Written by Jordan McElwain — Updated: Wednesday, May 31, 2023
As I’m writing this, I’m fairly new to gardening. As a new homeowner, I’ve started a small garden in the sunniest section of my yard, and I’ve been thrilled to pluck the three strawberries I’ve been able to grow successfully. (I know three isn’t a lot, but I’m proud of my small success and lessons learned.)
I’m still waiting for some of my other plants to produce, knowing they may never get there—but I knew when I started that this year was more of an experiment. One thing I have had success with is avoiding too much back and knee strain due to the incredible support of my in-laws and neighbors, who know much more about gardening than I do! They’ve shared information about raised beds, sent me books, and bought or shared a few important gardening tools that have helped me kickstart my journey as a gardener.
These tools have helped me a ton, so I’m excited to share them with you in hopes that they can help you enjoy the art (and science) of gardening without it becoming a literal pain in your neck.
Raised garden beds offer many benefits. Done right, the soil quality can be significantly better. They also result in better drainage and weed control and look great! Weed control itself can reduce the physical strain of gardening, but on top of that, raised beds reduce how much you need to bend over or kneel. If you have mobility issues or use a wheelchair, raised beds make gardening a much more accessible.
I chose the DIY approach to raised garden beds, which ended up being much more difficult than I thought it would be, but there are plenty of ways to get raised beds without the sweat. You can purchase pre-built beds or hire someone to build them for you. It’s fairly simple work for a pro, so getting some customized for your space shouldn’t be too costly.
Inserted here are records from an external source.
#[cfg(test)]
mod tests {
    use super::*;
    use crate::core::term::parser::VtParser;

    fn interp() -> Interp {
        Interp::new(80, 24, 1000)
    }

    fn feed(interp: &mut Interp, parser: &mut VtParser, input: &str) {
        for ch in input.chars() {
            parser.feed(ch, interp);
        }
    }

    fn grid_text(interp: &Interp, y: u16) -> String {
        let mut grid = Grid::new(0, 0);
        interp.compose(&mut grid);
        grid.row(y).iter().map(|c| c.display()).collect()
    }

    #[test]
    fn cup_is_one_based() {
        let mut interp = interp();
        let mut parser = VtParser::new();
        feed(&mut interp, &mut parser, "\x1b[5;10H");
        let caret = interp.active().caret();
        assert_eq!((caret.x, caret.y), (9, 4));
    }

    #[test]
    fn sgr_colors_apply_to_printed_cells() {
        let mut interp = interp();
        let mut parser = VtParser::new();
        feed(&mut interp, &mut parser, "\x1b[1;31mA\x1b[0mB");
        let mut grid = Grid::new(0, 0);
        interp.compose(&mut grid);
        let a = grid.cell(0, 0).unwrap();
        assert_eq!(a.fg, Color::Indexed(1));
        assert!(a.flags.contains(StyleFlags::BOLD));
        let b = grid.cell(1, 0).unwrap();
        assert_eq!(b.fg, Color::Default);
        assert!(b.flags.is_empty());
    }

    #[test]
    fn truecolor_sgr() {
        let mut interp = interp();
        let mut parser = VtParser::new();
        feed(&mut interp, &mut parser, "\x1b[38;2;10;20;30mX");
        let mut grid = Grid::new(0, 0);
        interp.compose(&mut grid);
        assert_eq!(grid.cell(0, 0).unwrap().fg, Color::rgb(10, 20, 30));
    }

    #[test]
    fn dsr_reports_caret_position() {
        let mut interp = interp();
        let mut parser = VtParser::new();
        feed(&mut interp, &mut parser, "\x1b[3;7H\x1b[6n");
        assert_eq!(interp.take_replies(), vec![Response::CursorPosition(3, 7)]);
        assert!(interp.take_replies().is_empty());
    }

    #[test]
    fn alt_screen_swap_preserves_primary() {
        let mut interp = interp();
        let mut parser = VtParser::new();
        feed(&mut interp, &mut parser, "hello");
        feed(&mut interp, &mut parser, "\x1b[?1049h");
        assert!(interp.alt_active());
        assert_eq!(&grid_text(&interp, 0)[..5], "     ");
        feed(&mut interp, &mut parser, "alt!");
        feed(&mut interp, &mut parser, "\x1b[?1049l");
        assert!(!interp.alt_active());
        assert_eq!(&grid_text(&interp, 0)[..5], "hello");
        // Caret restored to where it was when the swap happened.
        assert_eq!(interp.active().caret().x, 5);
    }

    #[test]
    fn scroll_region_with_su() {
        let mut interp = interp();
        let mut parser = VtParser::new();
        for y in 0..12 {
            feed(
                &mut interp,
                &mut parser,
                &format!("\x1b[{};1H{}", y + 1, (b'a' + y as u8) as char),
            );
        }
        feed(&mut interp, &mut parser, "\x1b[5;10r\x1b[3S");
        assert_eq!(&grid_text(&interp, 3)[..1], "d");
        assert_eq!(&grid_text(&interp, 4)[..1], "h");
        assert_eq!(&grid_text(&interp, 9)[..1], " ");
        assert_eq!(&grid_text(&interp, 10)[..1], "k");
    }

    #[test]
    fn tabs_default_every_eight() {
        let mut interp = interp();
        let mut parser = VtParser::new();
        feed(&mut interp, &mut parser, "\tA\tB");
        assert_eq!(&grid_text(&interp, 0)[8..9], "A");
        assert_eq!(&grid_text(&interp, 0)[16..17], "B");
    }

    #[test]
    fn tab_set_and_clear() {
        let mut interp = interp();
        let mut parser = VtParser::new();
        // Set a stop at column 3, clear all default stops first.
        feed(&mut interp, &mut parser, "\x1b[3g\x1b[1;4H\x1bH\x1b[1;1H\tZ");
        assert_eq!(&grid_text(&interp, 0)[3..4], "Z");
    }

    #[test]
    fn rep_repeats_last_glyph() {
        let mut interp = interp();
        let mut parser = VtParser::new();
        feed(&mut interp, &mut parser, "x\x1b[4b");
        assert_eq!(&grid_text(&interp, 0)[..6], "xxxxx ");
    }

    #[test]
    fn insert_mode_shifts_tail() {
        let mut interp = interp();
        let mut parser = VtParser::new();
        feed(&mut interp, &mut parser, "abc\x1b[1;1H\x1b[4hX");
        assert_eq!(&grid_text(&interp, 0)[..4], "Xabc");
        feed(&mut interp, &mut parser, "\x1b[4l");
        assert!(!interp.modes().insert);
    }

    #[test]
    fn soft_reset_keeps_content() {
        let mut interp = interp();
        let mut parser = VtParser::new();
        feed(&mut interp, &mut parser, "\x1b[31mkeep\x1b[!p");
        assert_eq!(&grid_text(&interp, 0)[..4], "keep");
        assert_eq!(interp.brush().fg, Color::Default);
    }

    #[test]
    fn hard_reset_clears_everything() {
        let mut interp = interp();
        let mut parser = VtParser::new();
        feed(&mut interp, &mut parser, "\x1b]0;title\x07gone\x1bc");
        assert_eq!(&grid_text(&interp, 0)[..4], "    ");
        assert_eq!(interp.title(), "");
    }

    #[test]
    fn osc_sets_title() {
        let mut interp = interp();
        let mut parser = VtParser::new();
        feed(&mut interp, &mut parser, "\x1b]2;my session\x1b\\");
        assert_eq!(interp.title(), "my session");
    }

    #[test]
    fn decscusr_selects_style() {
        let mut interp = interp();
        let mut parser = VtParser::new();
        feed(&mut interp, &mut parser, "\x1b[5 q");
        assert_eq!(interp.cursor_style(), CursorStyle::BlinkingBar);
    }

    #[test]
    fn autowrap_off_pins_to_margin() {
        let mut interp = interp();
        let mut parser = VtParser::new();
        feed(&mut interp, &mut parser, "\x1b[?7l");
        for _ in 0..85 {
            feed(&mut interp, &mut parser, "x");
        }
        let caret = interp.active().caret();
        assert_eq!((caret.x, caret.y), (79, 0));
        assert_eq!(interp.active().line(0).unwrap().height(80), 1);
    }

    #[test]
    fn origin_mode_homes_to_region() {
        let mut interp = interp();
        let mut parser = VtParser::new();
        feed(&mut interp, &mut parser, "\x1b[5;10r\x1b[?6h\x1b[1;1H");
        assert_eq!(interp.active().caret().y, 4);
    }

    #[test]
    fn da_and_status_replies() {
        let mut interp = interp();
        let mut parser = VtParser::new();
        feed(&mut interp, &mut parser, "\x1b[c\x1b[>c\x1b[5n");
        assert_eq!(
            interp.take_replies(),
            vec![
                Response::DeviceAttributes,
                Response::SecondaryDeviceAttributes,
                Response::DeviceOk,
            ]
        );
    }

    #[test]
    fn huge_csi_arguments_clamp_to_margins() {
        let mut interp = interp();
        let mut parser = VtParser::new();
        feed(&mut interp, &mut parser, "\x1b[65535B\x1b[65535B\x1b[65535C");
        let caret = interp.active().caret();
        assert_eq!((caret.x, caret.y), (79, 23));
        feed(&mut interp, &mut parser, "\x1b[1;10r\x1b[?6h\x1b[65535;1H");
        assert_eq!(interp.active().caret().y, 9);
    }

    #[test]
    fn hard_reset_keeps_scrollback_capacity() {
        let mut interp = Interp::new(80, 4, 1000);
        let mut parser = VtParser::new();
        feed(&mut interp, &mut parser, "\x1bc");
        for _ in 0..10 {
            feed(&mut interp, &mut parser, "\x1b[4;1H\n");
        }
        assert!(interp.active().count() > 4);
    }

    #[test]
    fn unknown_sequences_are_ignored() {
        let mut interp = interp();
        let mut parser = VtParser::new();
        feed(&mut interp, &mut parser, "\x1bZa\x1b[99zb");
        assert_eq!(&grid_text(&interp, 0)[..2], "ab");
    }
}
//! Core terminal model.
//!
//! The data path runs bottom-up:
//!
//! ```text
//! Terminal
//! ├── VtParser (escape-sequence grammar)
//! └── Interp (command dispatch)
//!     └── Store ×2 (primary + alternate screens)
//!         └── Line (logical lines, wrap-aware)
//!             └── Grid / Cell (dense cell runs)
//! ```

pub mod cell;
pub mod grid;
pub mod line;
pub mod scrollback;
pub mod term;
Even with raised beds, at some point you may need to kneel or sit, especially if you also have a yard that needs some weeding. Luckily, my sister-in-law bought me this amazing tool that acts as both a kneeling pad and a bench so I don’t ever need to bend over and strain my back or put pressure on my knees. It’s been a lifesaver in my first year of gardening, and I think I’ve thanked her about 20 times.
I purchased a wagon for myself to make carrying groceries into my old apartment easier. It’s since been transformed into my garden cart. A lot of gardening supplies are heavy! Carrying pots, soil, rocks, and tools from my shed to my garden would have put a lot of strain on my body, and I can’t say I have the best lifting form. My blue wagon has been a real back saver, and it’s also saved me quite a few trips across my yard. There are plenty of options on the market, and all you really need is something sturdy with good wheels. If you also spread your own mulch, a wheelbarrow may be best!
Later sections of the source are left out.